A Net-Neutral Catch 22 by August Papas W'19

Water versus Netflix. Electricity versus YouTube streaming. While pragmatism might clearly delineate the relative importance of such things, the difference between traditionally defined utilities and media service outlets is less clear when glimpsed through a legal lens. When a DC appeals court made its ruling in June to uphold the FCC’s 2015 reclassification of internet access as a public utility, it placed the router on par with any other fixture in the home. The analogy between what comes out of a faucet and what appears on a screen, however, erases the seminal distinction of government and private supply -- a distinction that has embroiled big-money telecomm entities and legislators in a decade-long battle of public interest and lobbying dollars alike.

As the Federal Communications Commission’s laid out an initiative for zero-pricing to content creators, the custodians of internet infrastructure at which it was aimed responded in full financial force. The joint spending of Comcast, Verizon, and AT&T (some 44 million dollars in 2014) on Capitol Hill campaigning focused heavily on net neutrality, and is only expected to continue as all eyes are fixed on the case heading to the Supreme Court.

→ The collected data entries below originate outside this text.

// Chart slot specifications and the declarative descriptions handed to the renderer
use super::aggregation::{Grouping, QuartileMethod, Reducer};
use super::classification::{MeasurementType, PlotType};
use super::view::View;
use serde::Serialize;

#[derive(Debug, Clone, Copy, PartialEq, Eq, Serialize)]
#[serde(rename_all = "snake_case")]
pub enum ChartKind {
    Line,
    Bar,
    Box,
    Heatmap,
    Pie,
}

/// What a slot computes from the table
#[derive(Debug, Clone, Copy, PartialEq, Eq)]
pub enum Computation {
    Aggregate { grouping: Grouping, reducer: Reducer },
    Distribution { quartiles: QuartileMethod },
    Correlation,
    ColumnTypes,
}

#[derive(Debug, Clone, Copy, PartialEq, Eq)]
pub enum LabelStrategy {
    PlotType,
    Station,
}

#[derive(Debug, Clone, PartialEq)]
pub struct SeriesSpec {
    pub column: String,
    pub label: Option<String>,
    pub color: Option<String>,
}

#[cfg(test)]
impl SeriesSpec {
    pub fn column(column: impl Into<String>) -> Self {
        Self {
            column: column.into(),
            label: None,
            color: None,
        }
    }

    pub fn labelled(column: impl Into<String>, label: impl Into<String>) -> Self {
        Self {
            column: column.into(),
            label: Some(label.into()),
            color: None,
        }
    }
}

/// Which sensor columns feed a slot
#[derive(Debug, Clone, PartialEq)]
pub enum SeriesSelection {
    Columns(Vec<SeriesSpec>),
    Auto {
        measurement: Option<MeasurementType>,
        plot_types: Vec<PlotType>,
        label_by: LabelStrategy,
    },
    AllColumns,
}

#[derive(Debug, Clone, PartialEq)]
pub struct ChartSpec {
    pub id: String,
    pub title: String,
    pub view: View,
    pub kind: ChartKind,
    pub computation: Computation,
    pub selection: SeriesSelection,
    pub x_label: Option<String>,
    pub y_label: Option<String>,
    pub legend_title: Option<String>,
    pub palette: Vec<String>,
}

#[derive(Debug, Clone, PartialEq, Serialize)]
pub struct AxisDescription {
    pub title: Option<String>,
    #[serde(skip_serializing_if = "Vec::is_empty")]
    pub tick_values: Vec<String>,
    #[serde(skip_serializing_if = "Vec::is_empty")]
    pub tick_labels: Vec<String>,
}

impl AxisDescription {
    pub fn titled(title: Option<String>) -> Self {
        Self {
            title,
            tick_values: Vec::new(),
            tick_labels: Vec::new(),
        }
    }
}

#[derive(Debug, Clone, PartialEq, Serialize)]
pub struct ChartPoint {
    pub category: String,
    pub value: f64,
}

#[derive(Debug, Clone, PartialEq, Serialize)]
pub struct SeriesDescription {
    pub name: String,
    pub color: String,
    pub points: Vec<ChartPoint>,
}

#[derive(Debug, Clone, PartialEq, Serialize)]
pub struct BoxDescription {
    pub name: String,
    pub color: String,
    #[serde(skip_serializing_if = "Option::is_none")]
    pub legend: Option<String>,
    pub count: usize,
    pub min: f64,
    pub q1: f64,
    pub median: f64,
    pub q3: f64,
    pub max: f64,
}

#[derive(Debug, Clone, PartialEq, Serialize)]
pub struct SliceDescription {
    pub name: String,
    pub color: String,
    pub value: f64,
}

#[derive(Debug, Clone, PartialEq, Serialize)]
#[serde(tag = "type", rename_all = "snake_case")]
pub enum ChartBody {
    Series { series: Vec<SeriesDescription> },
    Boxes { boxes: Vec<BoxDescription> },
    Heatmap {
        labels: Vec<String>,
        z: Vec<Vec<Option<f64>>>,
        color_scale: String,
    },
    Slices { slices: Vec<SliceDescription> },
    Placeholder { message: String },
}

#[derive(Debug, Clone, PartialEq, Serialize)]
pub struct ChartDescription {
    pub id: String,
    pub title: String,
    pub kind: ChartKind,
    pub x_axis: AxisDescription,
    pub y_axis: AxisDescription,
    #[serde(skip_serializing_if = "Option::is_none")]
    pub legend_title: Option<String>,
    pub body: ChartBody,
}

#[cfg(test)]
impl ChartDescription {
    pub fn is_placeholder(&self) -> bool {
        matches!(self.body, ChartBody::Placeholder { .. })
    }
}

These giants, essentially the conduits of all broadband-based media consumption, oppose legislation that would limit their ability to selectively speed up or slow down certain applications and price-discriminate between content providers on the basis of information strain. That is, no longer could a provider induce streaming sources or online gaming platforms to pay for “fast lane” data by slackening delivery to the consumer until buffering and glitching degrades the application. Proponents of the free market and telecomm lobbyists agree: the revenue raked in from the platforms that can pay encourages new infrastructure growth to the ultimate benefit of improving digital networks at all levels.

Those favoring net neutrality argue this practice jeopardizes the unique democracy of the internet. Not even the next Kickstarter-to-be could hope to kickstart enough for optimal service delivery (read customer satisfaction and business survival) in a discriminate broadband sphere. The opposing side expounds other philosophical cases. How could remote surgery in the possible future of telemedicine ever be safe and reliable if there is no guaranteed, preferential data stream? Amidst the discourse, the verdict holds for now that 100 bits/second is 100 bits/second, be it a celebrity lifestyle blog or international Skype calls.

It may not be time for net-neutralists to toast victory quite yet, though. Comcast and others will certainly try to recoup lost revenue on the side of content creators by shifting aggressive pricing strategies to the consumer side of their channel. Indeed, tiered options, from high price, high-capacity packages to inexpensive low-speed service choices, already exist and are favored by those on both sides of the debate. It is the worry of Hahn and Wallstein (2006), for example, that the regulation of tiered service packages will follow disastrous historical precedents. They point to the 1978 Natural Gas Policy Act, wherein an initial inventory of five tiers of natural gas established for companies to offer publicly eventually multiplied to a cumbersome 28 categories upon closer consideration. Given the internet’s ascent to the status of commodity, the parallels are disconcerting. With the job of setting suitable tier prices now in the hands of regulators, it is likely content creators will lobby for special tiers of suitable capacity for their applications.

Thus emerges a certain catch 22. The public that pushed for the end of discrimination in the digital zone now faces the real possibility of an overly-bureaucratic pricing scheme set against them.  The moral: it is the responsibility of policy makers to proactively legislate a reasonable tiered system of internet access and for consumers to meditate on the rose-tinted vision of a neutral net.